Nationalrat und SP-Präsident Christian Levrat, bis letzten Sommer Präsident der Gewerkschaft Kommunikation, weiss, wie die Post um jeden Preis ihre Kosten zu senken versucht: «Die Post trimmt sich auf dem Buckel der Angestellten fit für den Wettbewerb.» Um noch rentabler zu werden, umgehe sie immer wieder den Gesamtarbeitsvertrag. «Chefs in den Regionen treffen manchmal unglaubliche Massnahmen und werden von der Zentrale daran auch nicht gehindert.»

Den Gesamtarbeitsvertrag umgehen

Bereits heute ist nicht immer Post drin, wenn «Post» draufsteht. Beispiel Briefkästen: Seit letztem Herbst werden in Basel die Post-Briefkästen nicht mehr von Angestellten des Bundesbetriebs geleert, sondern billiger von solchen der Firma Direct Mail Company, an der sich die Post beteiligt hat. Seit Anfang dieser Woche passiert dasselbe auch in der Stadt Bern: Dort sind Mitarbeiter der Firma Bevo am Werk, die die Post kürzlich vollständig übernommen hat. Auch hier scheint der Konzern die Gesamtentwicklung aus den Augen verloren zu haben: «Eine Übersicht, wo solche Arbeiten durch welche Drittfirmen ausgeführt werden, gibt es zentral nicht», meldet die Medienstelle.

Selbst beim Zustelldienst, der klassischen Pöstlerarbeit schlechthin, nutzt die Post Schlupflöcher. Dort werden vermehrt billigere Temporärkräfte eingesetzt. Aktuell in Zürich, Bern oder Aarau. Allein in der Region Aarau beschäftigte die Post bis letztes Jahr mehr als ein Dutzend Temporäre systematisch über Monate, ja sogar Jahre hinweg. Erst als die Gewerkschaft intervenierte, wurden sie grösstenteils fest angestellt. «Dabei gibt es im Zustellbereich aufgrund der fixen Tourenplanung kaum Schwankungen und schon gar keine überraschenden Spitzenbelastungen», sagt Peter Spichtig, Regionalsekretär der Gewerkschaft Kommunikation. «Wenn die Post selbst hier ohne nachvollziehbare Begründung Temporäre einsetzt, kann es ihr nur darum gehen, den GAV zu umgehen und auf Kosten des Personals zu sparen.»

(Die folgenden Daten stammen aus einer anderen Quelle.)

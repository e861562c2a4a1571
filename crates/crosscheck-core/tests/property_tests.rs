//! Property-based tests for the reconciliation pipeline using proptest.

use proptest::prelude::*;

use ta_crosscheck_core::params::Params;
use ta_crosscheck_core::reconcile::{reconcile, MinperiodMode, Policy};
use ta_crosscheck_core::series::{round_to, IndicatorResult, NamedSeries};

// ==================== Test Data Generators ====================

/// Generate a series without missing values
fn arb_series(min_len: usize, max_len: usize) -> impl Strategy<Value = Vec<f64>> {
    prop::collection::vec(-1.0e5..1.0e5_f64, min_len..=max_len)
}

fn arb_mode() -> impl Strategy<Value = MinperiodMode> {
    prop_oneof![
        Just(MinperiodMode::Global),
        Just(MinperiodMode::PerOutput),
        Just(MinperiodMode::None),
    ]
}

fn single(name: &str, values: Vec<f64>) -> Vec<NamedSeries> {
    vec![NamedSeries::new(name, values)]
}

// ==================== Reconciliation Properties ====================

proptest! {
    #![proptest_config(ProptestConfig::with_cases(500))]

    /// Identical series without missing values pass under every mode
    #[test]
    fn prop_identical_series_pass(
        data in arb_series(0, 80),
        mode in arb_mode(),
        decimals in prop::option::of(0u32..10),
        skip in 0usize..100,
    ) {
        let mut policy = Policy::new(mode).with_minperiods(skip, vec![skip]);
        policy.decimals = decimals;
        let rec = reconcile(&single("a", data.clone()), &single("A", data), &policy);
        prop_assert!(rec.passed());
    }

    /// A pass after skipping k rows means the untrimmed series differ only in the first k rows
    #[test]
    fn prop_trim_bounds_differences(
        data in arb_series(1, 60),
        k in 0usize..70,
        noise in prop::collection::vec(1.0..10.0_f64, 60),
    ) {
        let mut other = data.clone();
        for (i, v) in other.iter_mut().enumerate().take(k) {
            *v += noise[i];
        }
        let policy = Policy::new(MinperiodMode::Global).with_minperiods(k, vec![k]);
        let rec = reconcile(&single("a", data.clone()), &single("A", other), &policy);
        prop_assert!(rec.passed());

        let equal = &rec.outputs[0].equal;
        prop_assert!(equal.iter().skip(k).all(|e| *e));
        let untrimmed = reconcile(
            &single("a", data.clone()),
            &single("A", rec.outputs[0].reference.clone()),
            &Policy::new(MinperiodMode::None),
        );
        prop_assert_eq!(untrimmed.passed(), k == 0 || data.is_empty());
    }

    /// Rounding is idempotent
    #[test]
    fn prop_rounding_idempotent(x in -1.0e6..1.0e6_f64, decimals in 0u32..9) {
        let once = round_to(x, decimals);
        prop_assert_eq!(round_to(once, decimals), once);
    }

    /// Rounding already-rounded inputs yields the same verdict
    #[test]
    fn prop_double_rounding_same_verdict(
        a in arb_series(1, 40),
        jitter in prop::collection::vec(-1.0e-4..1.0e-4_f64, 40),
        decimals in 0u32..8,
        mode in arb_mode(),
    ) {
        let b: Vec<f64> = a.iter().zip(&jitter).map(|(x, j)| x + j).collect();
        let policy = Policy::new(mode).with_decimals(decimals);

        let raw = reconcile(&single("a", a.clone()), &single("A", b.clone()), &policy);
        let a2: Vec<f64> = a.iter().map(|x| round_to(*x, decimals)).collect();
        let b2: Vec<f64> = b.iter().map(|x| round_to(*x, decimals)).collect();
        let again = reconcile(&single("a", a2), &single("A", b2), &policy);
        prop_assert_eq!(raw.passed(), again.passed());
    }

    /// Swapping a pair of outputs twice is a no-op
    #[test]
    fn prop_swap_roundtrip(
        outputs in prop::collection::vec(arb_series(5, 5), 1..5),
        a in 0usize..5,
        b in 0usize..5,
    ) {
        let n = outputs.len();
        let (a, b) = (a % n, b % n);
        let series: Vec<NamedSeries> = outputs
            .into_iter()
            .enumerate()
            .map(|(i, v)| NamedSeries::new(format!("o{i}"), v))
            .collect();
        let minperiods: Vec<usize> = (0..n).collect();
        let original = IndicatorResult::new(series, n, minperiods, Params::new());

        let mut swapped = original.clone();
        swapped.swap_outputs(a, b).unwrap();
        swapped.swap_outputs(a, b).unwrap();
        prop_assert_eq!(swapped, original);
    }
}

// ==================== Missing-Value Properties ====================

proptest! {
    #![proptest_config(ProptestConfig::with_cases(300))]

    /// Leading missing runs of equal length on both sides pass without trimming
    #[test]
    fn prop_matching_missing_prefix_passes(data in arb_series(0, 40), lead in 0usize..10) {
        let mut a = vec![f64::NAN; lead];
        a.extend(&data);
        let mut b = vec![f64::from_bits(0x7ff8_dead_beef_0001); lead];
        b.extend(&data);
        let rec = reconcile(&single("a", a), &single("A", b), &Policy::new(MinperiodMode::None));
        prop_assert!(rec.passed());
    }

    /// Zeros where the other side is missing always fail without trimming
    #[test]
    fn prop_zero_vs_missing_fails(data in arb_series(0, 40), lead in 1usize..10) {
        let mut a = vec![f64::NAN; lead];
        a.extend(&data);
        let mut b = vec![0.0; lead];
        b.extend(&data);
        let rec = reconcile(&single("a", a), &single("A", b), &Policy::new(MinperiodMode::None));
        prop_assert!(!rec.passed());
    }
}
//! Price file loading.
//!
//! The price file is a delimited table with one header row, then one row per
//! bar in chronological order:
//!
//! ```text
//! Date,Open,High,Low,Close,Volume,OpenInterest
//! 2006-01-02,3578.73,3605.95,3578.73,3604.33,0,0
//! ```
//!
//! Columns are positional; the header is skipped, not interpreted. Empty
//! numeric cells become NaN.

use std::fs::File;
use std::io::{BufReader, Read};
use std::path::Path;

use csv::ReaderBuilder;
use ta_crosscheck_core::table::{PriceRow, PriceTable};

use crate::error::{CliError, Result};

/// Number of columns in a price row.
pub const ROW_WIDTH: usize = 7;

/// Parse a cell to f64, treating empty as NaN.
fn parse_value(value: &str, column: &str, line: usize) -> Result<f64> {
    let trimmed = value.trim();
    if trimmed.is_empty() {
        Ok(f64::NAN)
    } else {
        trimmed.parse::<f64>().map_err(|_| CliError::CsvParseError {
            message: format!("cannot parse '{trimmed}' as a number in column '{column}'"),
            line: Some(line),
        })
    }
}

/// Load a price file into a [`PriceTable`].
///
/// # Errors
///
/// Returns `CliError::IoError` if the file cannot be opened, or
/// `CliError::CsvParseError` if a row is malformed.
pub fn load_price_table<P: AsRef<Path>>(path: P) -> Result<PriceTable> {
    let path = path.as_ref();
    let file = File::open(path).map_err(|e| CliError::IoError {
        source: e,
        path: Some(path.display().to_string()),
    })?;
    load_price_table_from_reader(BufReader::new(file))
}

/// Load price data from a reader.
///
/// # Errors
///
/// Returns `CliError::CsvParseError` if a row is malformed or the table has
/// no data rows.
pub fn load_price_table_from_reader<R: Read>(reader: R) -> Result<PriceTable> {
    let mut csv_reader = ReaderBuilder::new()
        .has_headers(true)
        .flexible(true)
        .trim(csv::Trim::All)
        .from_reader(reader);

    let mut rows = Vec::new();
    for (idx, result) in csv_reader.records().enumerate() {
        // +2 for the header and 0-indexing
        let line = idx + 2;
        let record = result.map_err(|e| CliError::CsvParseError {
            message: e.to_string(),
            line: Some(line),
        })?;
        if record.len() != ROW_WIDTH {
            return Err(CliError::CsvParseError {
                message: format!("expected {ROW_WIDTH} columns, found {}", record.len()),
                line: Some(line),
            });
        }

        let cell = |i: usize, column: &str| parse_value(&record[i], column, line);
        rows.push(PriceRow {
            date: record[0].to_string(),
            open: cell(1, "open")?,
            high: cell(2, "high")?,
            low: cell(3, "low")?,
            close: cell(4, "close")?,
            volume: cell(5, "volume")?,
            openinterest: cell(6, "openinterest")?,
        });
    }

    if rows.is_empty() {
        return Err(CliError::CsvParseError {
            message: "no data rows".to_string(),
            line: None,
        });
    }
    Ok(PriceTable::from_rows(rows))
}

#[cfg(test)]
mod tests {
    use super::*;

    const HEADER: &str = "Date,Open,High,Low,Close,Volume,OpenInterest\n";

    fn load(body: &str) -> Result<PriceTable> {
        load_price_table_from_reader(format!("{HEADER}{body}").as_bytes())
    }

    #[test]
    fn test_load_rows() {
        let table = load("2006-01-02,1,3,0.5,2,100,0\n2006-01-03,2,4,1.5,3,200,0\n").unwrap();
        assert_eq!(table.len(), 2);
        assert_eq!(table.dates(), &["2006-01-02", "2006-01-03"]);
        assert_eq!(table.column("close").unwrap(), &[2.0, 3.0]);
        assert_eq!(table.column("volume").unwrap(), &[100.0, 200.0]);
    }

    #[test]
    fn test_empty_cell_is_nan() {
        let table = load("2006-01-02,1,3,0.5,,100,\n").unwrap();
        assert!(table.column("close").unwrap()[0].is_nan());
        assert!(table.column("openinterest").unwrap()[0].is_nan());
    }

    #[test]
    fn test_bad_number_reports_line() {
        let err = load("2006-01-02,1,3,0.5,2,100,0\n2006-01-03,x,4,1.5,3,200,0\n").unwrap_err();
        match err {
            CliError::CsvParseError { message, line } => {
                assert_eq!(line, Some(3));
                assert!(message.contains("'x'"));
                assert!(message.contains("open"));
            }
            other => panic!("expected CsvParseError, got {other:?}"),
        }
    }

    #[test]
    fn test_wrong_width_reports_line() {
        let err = load("2006-01-02,1,3,0.5,2\n").unwrap_err();
        assert!(matches!(err, CliError::CsvParseError { line: Some(2), .. }));
    }

    #[test]
    fn test_header_only_is_error() {
        assert!(load("").is_err());
    }

    #[test]
    fn test_missing_file() {
        let err = load_price_table("does/not/exist.txt").unwrap_err();
        assert!(matches!(err, CliError::IoError { path: Some(_), .. }));
    }
}
//! Integration tests for the ta-crosscheck CLI.
//!
//! These tests run the built binary end to end against the bundled price
//! file and check its report and exit status.

use std::fs;
use std::path::PathBuf;
use std::process::{Command, Output};

/// Path to the bundled price file.
fn data_file() -> PathBuf {
    PathBuf::from(env!("CARGO_MANIFEST_DIR")).join("../../data/2006-day-001.txt")
}

/// Run the CLI against the bundled data with extra arguments.
fn run_cli(args: &[&str]) -> Output {
    Command::new(env!("CARGO_BIN_EXE_ta-crosscheck"))
        .arg("--data")
        .arg(data_file())
        .args(args)
        .output()
        .expect("Failed to execute CLI")
}

fn stdout(output: &Output) -> String {
    String::from_utf8_lossy(&output.stdout).to_string()
}

fn stderr(output: &Output) -> String {
    String::from_utf8_lossy(&output.stderr).to_string()
}

fn temp_suite(name: &str, json: &str) -> PathBuf {
    let path = std::env::temp_dir().join(format!("ta-crosscheck-{}-{name}.json", std::process::id()));
    fs::write(&path, json).unwrap();
    path
}

// =============================================================================
// Default Suite
// =============================================================================

#[test]
fn test_default_suite_passes() {
    let output = run_cli(&[]);
    let out = stdout(&output);
    assert_eq!(output.status.code(), Some(0), "{out}");

    let lines: Vec<&str> = out.lines().collect();
    assert_eq!(lines[0], "");
    assert_eq!(lines[1], "[+] From main        : true");
    for name in ["sma", "simple_moving_average", "ema", "wma", "rsi", "atr", "bollinger", "macd"] {
        assert!(out.contains(&format!("[+] Running test for : {name}\n")), "missing {name}");
    }
    assert!(out.contains("[+] Test completed with : sma"));
    assert!(!out.contains("[+] Result: false"));
    assert_eq!(lines.last(), Some(&"[+] Global Result: true"));
}

#[test]
fn test_list_names_runs_nothing() {
    let output = run_cli(&["--list-names"]);
    let out = stdout(&output);
    assert!(output.status.success());
    assert!(out.contains("sma, simple_moving_average, ema, wma, rsi, atr, bollinger, macd"));
    assert!(!out.contains("Running test"));
}

#[test]
fn test_list_names_needs_no_data() {
    let output = Command::new(env!("CARGO_BIN_EXE_ta-crosscheck"))
        .args(["--data", "no/such/file.txt", "--list-names"])
        .output()
        .unwrap();
    assert!(output.status.success());
}

#[test]
fn test_name_filter_with_verbose_report() {
    let output = run_cli(&["--name", "bollinger", "-v"]);
    let out = stdout(&output);
    assert!(output.status.success(), "{out}");
    assert!(!out.contains("Running test for : sma"));
    assert!(out.contains("Indicator      : bollinger"));
    assert!(out.contains("Reference      : BBANDS"));
    assert!(out.contains("Chk Minperiods : matched"));
    assert!(out.contains("Decimals       : 6"));
    assert!(out.contains("Period Check   : 0 (global)"));
    let header = out
        .lines()
        .find(|l| l.trim_start().starts_with("count"))
        .expect("value table header");
    for column in ["cand_top", "ref_top", "eq_top", "cand_mid", "cand_bot"] {
        assert!(header.contains(column), "missing {column} in {header}");
    }
}

// =============================================================================
// Failing Runs
// =============================================================================

#[test]
fn test_candidate_override_fails_test() {
    let output = run_cli(&["--name", "ema", "--ck", "period=10"]);
    let out = stdout(&output);
    assert_eq!(output.status.code(), Some(1));
    assert!(out.contains("[+] Result: false"));
    assert!(out.contains("[+] Global Result: false"));
}

#[test]
fn test_matching_overrides_on_both_sides_pass() {
    let output = run_cli(&["--name", "ema", "--ck", "period=10", "--rk", "timeperiod=10"]);
    assert_eq!(output.status.code(), Some(0), "{}", stdout(&output));
}

#[test]
fn test_no_trimming_exposes_masked_macd_line() {
    let output = run_cli(&["--name", "macd", "-m", "-1"]);
    let out = stdout(&output);
    assert_eq!(output.status.code(), Some(1));
    assert!(out.contains("[-] Output macd vs macd:"));
}

#[test]
fn test_unresolvable_reference_continues() {
    let suite = temp_suite(
        "orphan",
        r#"{"tests": [
            {"name": "smooth", "indicator": {"candidate": "sma"}},
            {"name": "sma", "indicator": {"decimals": 6}}
        ]}"#,
    );
    let output = run_cli(&["--suite", suite.to_str().unwrap()]);
    let out = stdout(&output);
    fs::remove_file(&suite).ok();

    assert_eq!(output.status.code(), Some(1));
    let diagnostics: Vec<&str> = out.lines().filter(|l| l.starts_with("[-] no reference")).collect();
    assert_eq!(diagnostics, vec!["[-] no reference indicator found for: smooth (tried: SMOOTH)"]);
    assert!(out.contains("[+] Running test for : sma"));
}

// =============================================================================
// Input Errors
// =============================================================================

#[test]
fn test_malformed_override_exits_2() {
    let output = run_cli(&["--rk", "timeperiod=__import__('os')"]);
    assert_eq!(output.status.code(), Some(2));
    assert!(stderr(&output).contains("Invalid argument"));
    assert!(!stdout(&output).contains("Running test"));
}

#[test]
fn test_missing_data_exits_2() {
    let output = Command::new(env!("CARGO_BIN_EXE_ta-crosscheck"))
        .args(["--data", "no/such/file.txt"])
        .output()
        .unwrap();
    assert_eq!(output.status.code(), Some(2));
    assert!(stderr(&output).contains("no/such/file.txt"));
}

#[test]
fn test_invalid_suite_exits_2() {
    let suite = temp_suite("dup", r#"{"tests": [{"name": "a", "same_as": "b"}, {"name": "a", "same_as": "b"}]}"#);
    let output = run_cli(&["--suite", suite.to_str().unwrap()]);
    fs::remove_file(&suite).ok();
    assert_eq!(output.status.code(), Some(2));
    assert!(stderr(&output).contains("duplicate test name 'a'"));
}

#[test]
fn test_quiet_and_verbose_conflict() {
    let output = run_cli(&["-q", "-v"]);
    assert_eq!(output.status.code(), Some(2));
}

// =============================================================================
// Log Destination and Level
// =============================================================================

#[test]
fn test_stderr_target() {
    let output = run_cli(&["--stderr", "--name", "sma"]);
    assert!(output.status.success());
    assert!(stdout(&output).is_empty());
    assert!(stderr(&output).contains("[+] Global Result: true"));
}

#[test]
fn test_quiet_passing_run_is_silent() {
    let output = run_cli(&["-q"]);
    assert!(output.status.success());
    assert!(stdout(&output).is_empty());
}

Im April wird Michel Kunz die Nachfolge von Ulrich Gygi als Post-Chef antreten. Als bisheriger Leiter der Bereiche PostMail und PostLogistics ist er mitverantwortlich für die geschilderte Entwicklung. Der Beobachter wollte deshalb wissen, was er zu Fällen wie jenem von Holinger sagt, die zum Stundenlohn von weniger als 14 Franken für die Post unterwegs war. An Kunz’ Stelle antwortet die Medienabteilung: «Wir haben sicher nicht die Absicht, unsere Partner ungerecht zu entschädigen.» Hehre Absichten. Doch davon und von ihrem Hungerlohn werden Kuriere wie Margrit Holinger nicht satt.